[Task goal]
Search for the word "MessageOrigin" in the entries. Each line that holds it should be copied.

[Dataset records]
======

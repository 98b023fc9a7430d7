//! Shared handling of linker XML files.
//!
//! Root descriptors, substitutions and attribute definitions share one layout:
//!
//! ```xml
//! <linker>
//!   <assembly fullname="App" feature="Diagnostics" featurevalue="false">
//!     <type fullname="App.Program">
//!       <method name="Main" />
//!       <field signature="System.Int32 count" />
//!     </type>
//!   </assembly>
//! </linker>
//! ```
//!
//! Any element may carry a `feature`/`featurevalue` condition (optionally with
//! `featuredefault="true"` to apply when the feature is unset). Type names may contain `*`
//! wildcards, and `fullname="*"` on an assembly element selects every loaded assembly.

use std::{fs, path::Path};

use crate::{
    graph::{Resource, SymbolGraph, SymbolId, SymbolKind, SymbolRef},
    linker::{
        diagnostics::{codes, MessageOrigin},
        LinkContext,
    },
    utils::XmlElement,
    Result,
};

/// Resource name of embedded root descriptors.
pub const EMBEDDED_DESCRIPTORS: &str = "ILLink.Descriptors.xml";
/// Resource name of embedded substitutions.
pub const EMBEDDED_SUBSTITUTIONS: &str = "ILLink.Substitutions.xml";
/// Resource name of embedded attribute definitions.
pub const EMBEDDED_LINK_ATTRIBUTES: &str = "ILLink.LinkAttributes.xml";

/// Returns true for resources that only carry linker instructions.
#[must_use]
pub fn is_linker_resource(name: &str) -> bool {
    [
        EMBEDDED_DESCRIPTORS,
        EMBEDDED_SUBSTITUTIONS,
        EMBEDDED_LINK_ATTRIBUTES,
    ]
    .contains(&name)
}

/// An XML document plus where it came from.
#[derive(Debug, Clone, PartialEq, Eq)]
pub struct DescriptorSource {
    /// File path or `resource in assembly`, used in diagnostics.
    pub name: String,
    /// The document text.
    pub text: String,
    /// The assembly embedding the document; embedded documents only apply to it.
    pub owner: Option<String>,
}

impl DescriptorSource {
    /// Reads a descriptor file.
    ///
    /// # Errors
    ///
    /// Returns an I/O error if the file cannot be read.
    pub fn from_file(path: &Path) -> Result<Self> {
        Ok(DescriptorSource {
            name: path.display().to_string(),
            text: fs::read_to_string(path)?,
            owner: None,
        })
    }

    /// Wraps a descriptor embedded in `assembly`.
    #[must_use]
    pub fn embedded(assembly: &str, resource: &Resource) -> Self {
        DescriptorSource {
            name: format!("{} in {}", resource.name, assembly),
            text: resource.content.clone(),
            owner: Some(assembly.to_string()),
        }
    }

    /// Wraps in-memory text.
    #[must_use]
    pub fn from_text(name: &str, text: &str) -> Self {
        DescriptorSource {
            name: name.to_string(),
            text: text.to_string(),
            owner: None,
        }
    }

    /// Parses the document.
    ///
    /// # Errors
    ///
    /// Returns [`crate::Error::Xml`] for a malformed document.
    pub fn parse(&self) -> Result<XmlElement> {
        XmlElement::parse(&self.text, &self.name)
    }

    /// Returns the diagnostic origin of `element`.
    #[must_use]
    pub fn origin(&self, element: &XmlElement) -> MessageOrigin {
        MessageOrigin::from_file(self.name.clone(), element.line, 0)
    }
}

/// Returns true if the `feature` condition of `element` holds.
pub fn should_process(ctx: &LinkContext, source: &DescriptorSource, element: &XmlElement) -> bool {
    let Some(feature) = element.non_empty_attr("feature") else {
        return true;
    };
    let Some(value) = element
        .non_empty_attr("featurevalue")
        .and_then(|v| v.to_ascii_lowercase().parse::<bool>().ok())
    else {
        ctx.warn(
            codes::XML_INVALID,
            format!("Feature '{feature}' needs a boolean 'featurevalue'"),
            &source.origin(element),
        );
        return false;
    };

    match ctx.feature(feature) {
        Some(setting) => setting == value,
        None => element
            .attr("featuredefault")
            .is_some_and(|d| d.eq_ignore_ascii_case("true")),
    }
}

/// Matches `text` against a pattern where `*` stands for any run of characters.
#[must_use]
pub fn glob_match(pattern: &str, text: &str) -> bool {
    let Some((head, rest)) = pattern.split_once('*') else {
        return pattern == text;
    };
    let Some(mut remaining) = text.strip_prefix(head) else {
        return false;
    };

    let mut parts: Vec<&str> = rest.split('*').collect();
    let tail = parts.pop().unwrap_or_default();
    for part in parts {
        match remaining.find(part) {
            Some(index) => remaining = &remaining[index + part.len()..],
            None => return false,
        }
    }
    remaining.len() >= tail.len() && remaining.ends_with(tail)
}

/// Resolves the `<assembly>` children of `root` that apply.
///
/// Missing assemblies are reported as missing roots.
///
/// # Errors
///
/// Returns [`crate::Error::Unresolved`] when missing roots are fatal.
pub fn assemblies<'a>(
    ctx: &mut LinkContext,
    source: &DescriptorSource,
    root: &'a XmlElement,
) -> Result<Vec<(&'a XmlElement, SymbolId)>> {
    let mut result = Vec::new();
    if !should_process(ctx, source, root) {
        return Ok(result);
    }

    for element in root.children_named("assembly") {
        if !should_process(ctx, source, element) {
            continue;
        }
        let Some(fullname) = element.non_empty_attr("fullname") else {
            ctx.warn(
                codes::XML_INVALID,
                "Assembly element without 'fullname'",
                &source.origin(element),
            );
            continue;
        };

        if fullname == "*" {
            let modules: Vec<SymbolId> = match &source.owner {
                Some(owner) => ctx.graph.module(owner).into_iter().collect(),
                None => ctx.graph.modules().to_vec(),
            };
            result.extend(modules.into_iter().map(|module| (element, module)));
            continue;
        }

        let name = assembly_name(fullname);
        if source.owner.as_deref().is_some_and(|owner| owner != name) {
            log::debug!(
                "Ignoring assembly '{name}' in {}; embedded descriptors only apply to their assembly",
                source.name
            );
            continue;
        }
        match ctx.resolve_assembly(name)? {
            Some(module) => result.push((element, module)),
            None => ctx.report_missing_root(
                codes::ROOT_ASSEMBLY_NOT_FOUND,
                name,
                source.origin(element).render(&ctx.graph),
            )?,
        }
    }
    Ok(result)
}

/// Returns the simple assembly name of a display name (`App, Version=1.0.0.0`).
#[must_use]
pub fn assembly_name(fullname: &str) -> &str {
    fullname.split(',').next().unwrap_or(fullname).trim()
}

/// Finds the types of `module` matching `pattern`; `parent` scopes the lookup to nested types.
#[must_use]
pub fn find_types(
    graph: &SymbolGraph,
    module: SymbolId,
    parent: Option<SymbolId>,
    pattern: &str,
) -> Vec<SymbolId> {
    let full_pattern = match parent {
        Some(outer) => format!("{}/{}", graph.symbol(outer).full_name, pattern),
        None => pattern.to_string(),
    };

    if full_pattern.contains('*') {
        return graph
            .types_of(module)
            .into_iter()
            .filter(|ty| {
                let symbol = graph.symbol(*ty);
                (parent.is_none() || symbol.parent == parent)
                    && glob_match(&full_pattern, &symbol.full_name)
            })
            .collect();
    }

    let assembly = &graph.module_info(module).assembly;
    graph
        .find(&SymbolRef::new(assembly.clone(), full_pattern))
        .filter(|id| graph.symbol(*id).kind() == SymbolKind::Type)
        .into_iter()
        .collect()
}

/// Returns the descriptor signature of a member: `Ret Name(P1,P2)` for methods and
/// `Type Name` for fields, properties and events.
#[must_use]
pub fn member_signature(graph: &SymbolGraph, member: SymbolId) -> String {
    let symbol = graph.symbol(member);
    let value_type = match symbol.kind() {
        SymbolKind::Method => return symbol.signature(),
        SymbolKind::Field => symbol.as_field().and_then(|f| f.field_type.as_ref()),
        SymbolKind::Property | SymbolKind::Event => symbol
            .as_accessor_owner()
            .and_then(|o| o.value_type.as_ref()),
        SymbolKind::Module | SymbolKind::Type => return symbol.name.clone(),
    };
    match value_type {
        Some(ty) => format!("{} {}", ty.name, symbol.name),
        None => symbol.name.clone(),
    }
}

fn normalize(signature: &str) -> String {
    signature.split_whitespace().collect::<Vec<_>>().join(" ").replace(", ", ",")
}

/// Finds the members of kind `kind` declared in `ty` that `element` selects by `name` or
/// `signature`.
#[must_use]
pub fn find_members(
    graph: &SymbolGraph,
    ty: SymbolId,
    kind: SymbolKind,
    element: &XmlElement,
) -> Vec<SymbolId> {
    let name = element.non_empty_attr("name");
    let signature = element.non_empty_attr("signature").map(normalize);

    graph
        .members_of(ty)
        .filter(|member| graph.symbol(*member).kind() == kind)
        .filter(|member| {
            let symbol = graph.symbol(*member);
            name.is_some_and(|n| n == "*" || glob_match(n, &symbol.name))
                || signature
                    .as_deref()
                    .is_some_and(|s| normalize(&member_signature(graph, *member)) == s)
        })
        .collect()
}

/// Maps a member element name to the symbol kind it selects.
#[must_use]
pub fn member_kind(element_name: &str) -> Option<SymbolKind> {
    match element_name {
        "method" => Some(SymbolKind::Method),
        "field" => Some(SymbolKind::Field),
        "property" => Some(SymbolKind::Property),
        "event" => Some(SymbolKind::Event),
        _ => None,
    }
}

#[cfg(test)]
mod tests {
    use super::*;
    use crate::graph::{
        FieldInfo, MethodInfo, ModuleKind, SymbolFlags, TypeInfo, Visibility,
    };

    #[test]
    fn glob_patterns() {
        assert!(glob_match("*", "Ns.A"));
        assert!(glob_match("Ns.*", "Ns.A"));
        assert!(glob_match("Ns.*.Impl", "Ns.Core.Impl"));
        assert!(glob_match("*Attribute", "Ns.PreserveAttribute"));
        assert!(!glob_match("Ns.*", "Other.A"));
        assert!(!glob_match("Ns.A*B", "Ns.AB.C"));
        assert!(glob_match("Ns.A", "Ns.A"));
        assert!(!glob_match("a*a", "a"));
    }

    #[test]
    fn assembly_display_names() {
        assert_eq!(assembly_name("App, Version=1.0.0.0, Culture=neutral"), "App");
        assert_eq!(assembly_name("App"), "App");
    }

    #[test]
    fn type_and_member_lookup() {
        let mut graph = SymbolGraph::new();
        let module = graph.add_module("App", ModuleKind::Library).unwrap();
        let a = graph
            .add_type(module, "Ns.A", Visibility::Public, SymbolFlags::empty(), TypeInfo::default())
            .unwrap();
        let inner = graph
            .add_type(a, "Inner", Visibility::Public, SymbolFlags::empty(), TypeInfo::default())
            .unwrap();
        graph
            .add_type(module, "Other.B", Visibility::Public, SymbolFlags::empty(), TypeInfo::default())
            .unwrap();
        let run = graph
            .add_method(
                a,
                "Run",
                Visibility::Public,
                SymbolFlags::empty(),
                MethodInfo {
                    parameters: vec![SymbolRef::new("System.Private.CoreLib", "System.Int32")],
                    ..MethodInfo::default()
                },
            )
            .unwrap();
        let count = graph
            .add_field(
                a,
                "count",
                Visibility::Private,
                SymbolFlags::empty(),
                FieldInfo {
                    field_type: Some(SymbolRef::new("System.Private.CoreLib", "System.Int32")),
                    constant: None,
                },
            )
            .unwrap();

        assert_eq!(find_types(&graph, module, None, "Ns.A"), vec![a]);
        assert_eq!(find_types(&graph, module, None, "Ns.*"), vec![a, inner]);
        assert_eq!(find_types(&graph, module, Some(a), "Inner"), vec![inner]);
        assert!(find_types(&graph, module, None, "Ns.Missing").is_empty());

        let by_signature =
            XmlElement::parse(r#"<method signature="System.Void Run(System.Int32)"/>"#, "t").unwrap();
        assert_eq!(
            find_members(&graph, a, SymbolKind::Method, &by_signature),
            vec![run]
        );
        let field = XmlElement::parse(r#"<field signature="System.Int32 count"/>"#, "t").unwrap();
        assert_eq!(find_members(&graph, a, SymbolKind::Field, &field), vec![count]);
        let wildcard = XmlElement::parse(r#"<field name="*"/>"#, "t").unwrap();
        assert_eq!(find_members(&graph, a, SymbolKind::Field, &wildcard), vec![count]);
    }

    #[test]
    fn feature_conditions() {
        let mut ctx = LinkContext::new();
        let source = DescriptorSource::from_text("test.xml", "");
        let element = |text: &str| XmlElement::parse(text, "test.xml").unwrap();

        assert!(should_process(&ctx, &source, &element("<type/>")));
        let conditional = element(r#"<type feature="Tracing" featurevalue="true"/>"#);
        assert!(!should_process(&ctx, &source, &conditional));
        assert!(should_process(
            &ctx,
            &source,
            &element(r#"<type feature="Tracing" featurevalue="true" featuredefault="true"/>"#)
        ));
        ctx.set_feature("Tracing", true);
        assert!(should_process(&ctx, &source, &conditional));
        ctx.set_feature("Tracing", false);
        assert!(!should_process(&ctx, &source, &conditional));

        assert!(!should_process(
            &ctx,
            &source,
            &element(r#"<type feature="Tracing" featurevalue="maybe"/>"#)
        ));
        assert_eq!(ctx.diagnostics.with_code(codes::XML_INVALID).len(), 1);
    }
}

======

[Answer space]
        diagnostics::{codes, MessageOrigin},
    pub fn origin(&self, element: &XmlElement) -> MessageOrigin {
        MessageOrigin::from_file(self.name.clone(), element.line, 0)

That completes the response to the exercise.